- _Goal of the exercise_
Using the data below, find how many lines include the word "Contents" and report that figure alone.

Stored data:
--------------------------------

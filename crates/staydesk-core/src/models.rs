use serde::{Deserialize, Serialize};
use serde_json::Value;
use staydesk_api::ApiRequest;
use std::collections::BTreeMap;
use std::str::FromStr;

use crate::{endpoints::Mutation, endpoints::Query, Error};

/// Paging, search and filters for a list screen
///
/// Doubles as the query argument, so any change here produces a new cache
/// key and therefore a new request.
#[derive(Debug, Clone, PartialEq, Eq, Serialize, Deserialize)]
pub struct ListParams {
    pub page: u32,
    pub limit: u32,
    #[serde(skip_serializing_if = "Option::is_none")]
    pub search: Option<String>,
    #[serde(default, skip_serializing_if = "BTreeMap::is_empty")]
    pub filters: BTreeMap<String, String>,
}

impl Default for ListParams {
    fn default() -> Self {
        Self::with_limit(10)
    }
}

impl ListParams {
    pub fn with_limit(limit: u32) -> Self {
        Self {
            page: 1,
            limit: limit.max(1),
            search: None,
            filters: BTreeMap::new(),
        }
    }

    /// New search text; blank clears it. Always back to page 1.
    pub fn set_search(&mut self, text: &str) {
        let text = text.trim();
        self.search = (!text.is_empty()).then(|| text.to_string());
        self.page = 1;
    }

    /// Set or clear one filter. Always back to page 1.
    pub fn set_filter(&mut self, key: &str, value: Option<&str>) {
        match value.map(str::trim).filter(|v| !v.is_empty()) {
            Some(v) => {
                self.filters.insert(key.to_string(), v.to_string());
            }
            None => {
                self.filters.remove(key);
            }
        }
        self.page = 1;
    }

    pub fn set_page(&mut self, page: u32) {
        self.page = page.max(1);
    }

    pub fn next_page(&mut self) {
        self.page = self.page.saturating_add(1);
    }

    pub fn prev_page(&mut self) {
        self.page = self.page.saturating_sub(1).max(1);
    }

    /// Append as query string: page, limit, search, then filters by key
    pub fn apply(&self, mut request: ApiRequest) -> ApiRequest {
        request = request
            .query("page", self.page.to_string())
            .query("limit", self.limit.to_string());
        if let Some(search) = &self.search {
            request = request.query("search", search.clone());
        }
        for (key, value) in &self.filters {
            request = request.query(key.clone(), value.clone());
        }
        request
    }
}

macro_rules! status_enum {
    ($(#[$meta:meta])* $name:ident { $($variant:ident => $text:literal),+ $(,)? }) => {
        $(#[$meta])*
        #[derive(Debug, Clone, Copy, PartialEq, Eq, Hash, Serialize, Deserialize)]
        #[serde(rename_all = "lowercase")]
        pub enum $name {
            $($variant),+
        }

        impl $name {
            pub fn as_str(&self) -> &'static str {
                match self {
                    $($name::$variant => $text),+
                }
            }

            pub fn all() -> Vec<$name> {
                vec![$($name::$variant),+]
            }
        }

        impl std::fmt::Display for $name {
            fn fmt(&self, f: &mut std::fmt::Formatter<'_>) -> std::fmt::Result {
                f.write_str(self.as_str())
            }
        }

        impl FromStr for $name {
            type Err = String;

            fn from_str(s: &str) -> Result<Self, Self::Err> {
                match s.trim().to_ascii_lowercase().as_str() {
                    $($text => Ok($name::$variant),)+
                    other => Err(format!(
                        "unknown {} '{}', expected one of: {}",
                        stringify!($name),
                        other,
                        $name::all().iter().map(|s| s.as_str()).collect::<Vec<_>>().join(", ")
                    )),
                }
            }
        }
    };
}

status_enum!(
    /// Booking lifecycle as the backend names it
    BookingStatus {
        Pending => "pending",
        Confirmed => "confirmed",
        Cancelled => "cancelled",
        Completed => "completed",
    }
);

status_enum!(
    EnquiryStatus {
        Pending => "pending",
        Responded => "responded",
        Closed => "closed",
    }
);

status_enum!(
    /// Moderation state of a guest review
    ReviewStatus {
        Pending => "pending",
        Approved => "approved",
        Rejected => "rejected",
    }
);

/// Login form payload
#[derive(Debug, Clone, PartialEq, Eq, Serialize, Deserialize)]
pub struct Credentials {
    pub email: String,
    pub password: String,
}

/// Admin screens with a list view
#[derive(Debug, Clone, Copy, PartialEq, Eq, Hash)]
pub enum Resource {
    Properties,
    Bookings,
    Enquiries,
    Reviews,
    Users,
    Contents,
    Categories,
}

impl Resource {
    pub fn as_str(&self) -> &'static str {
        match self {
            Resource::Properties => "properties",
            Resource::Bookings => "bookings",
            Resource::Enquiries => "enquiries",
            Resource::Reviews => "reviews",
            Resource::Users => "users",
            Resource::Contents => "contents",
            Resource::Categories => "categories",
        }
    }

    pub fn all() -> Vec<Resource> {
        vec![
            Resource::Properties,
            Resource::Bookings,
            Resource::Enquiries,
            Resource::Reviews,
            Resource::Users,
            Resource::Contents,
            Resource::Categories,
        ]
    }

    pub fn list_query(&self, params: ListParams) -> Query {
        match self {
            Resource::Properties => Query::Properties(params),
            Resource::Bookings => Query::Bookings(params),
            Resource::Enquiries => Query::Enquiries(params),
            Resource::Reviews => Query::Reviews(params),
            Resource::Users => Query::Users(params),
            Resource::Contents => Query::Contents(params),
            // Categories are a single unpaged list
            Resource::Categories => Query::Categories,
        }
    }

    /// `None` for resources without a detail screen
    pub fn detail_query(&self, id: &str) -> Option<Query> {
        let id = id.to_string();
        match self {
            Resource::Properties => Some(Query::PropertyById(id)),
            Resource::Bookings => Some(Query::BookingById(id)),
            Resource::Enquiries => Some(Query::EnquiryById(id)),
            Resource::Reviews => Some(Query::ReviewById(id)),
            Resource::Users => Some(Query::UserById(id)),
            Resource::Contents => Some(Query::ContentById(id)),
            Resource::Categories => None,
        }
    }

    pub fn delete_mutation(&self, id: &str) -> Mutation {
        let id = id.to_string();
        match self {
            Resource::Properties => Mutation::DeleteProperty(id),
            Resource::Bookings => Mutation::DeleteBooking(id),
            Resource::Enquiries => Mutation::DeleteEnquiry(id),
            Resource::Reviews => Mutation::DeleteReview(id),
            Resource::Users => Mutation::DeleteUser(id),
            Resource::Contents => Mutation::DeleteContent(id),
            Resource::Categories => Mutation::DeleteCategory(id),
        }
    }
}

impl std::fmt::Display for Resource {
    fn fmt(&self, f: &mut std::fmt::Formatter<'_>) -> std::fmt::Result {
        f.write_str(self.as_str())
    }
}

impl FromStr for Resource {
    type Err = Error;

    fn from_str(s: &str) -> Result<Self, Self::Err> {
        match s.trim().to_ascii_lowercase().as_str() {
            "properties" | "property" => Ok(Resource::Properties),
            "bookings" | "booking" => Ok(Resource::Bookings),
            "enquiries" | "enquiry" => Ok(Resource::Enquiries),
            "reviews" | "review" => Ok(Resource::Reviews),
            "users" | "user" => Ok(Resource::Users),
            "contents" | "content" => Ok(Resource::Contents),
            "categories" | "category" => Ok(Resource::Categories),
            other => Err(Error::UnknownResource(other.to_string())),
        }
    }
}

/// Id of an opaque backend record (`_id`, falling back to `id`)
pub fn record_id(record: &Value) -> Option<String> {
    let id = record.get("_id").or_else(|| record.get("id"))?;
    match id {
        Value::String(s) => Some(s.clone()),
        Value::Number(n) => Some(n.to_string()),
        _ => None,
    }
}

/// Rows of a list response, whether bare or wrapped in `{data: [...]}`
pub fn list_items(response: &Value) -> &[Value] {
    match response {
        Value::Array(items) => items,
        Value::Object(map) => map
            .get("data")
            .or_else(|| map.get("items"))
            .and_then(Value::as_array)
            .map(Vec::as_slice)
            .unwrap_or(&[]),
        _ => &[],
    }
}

--------------------------------

- _Solution to this problem_
7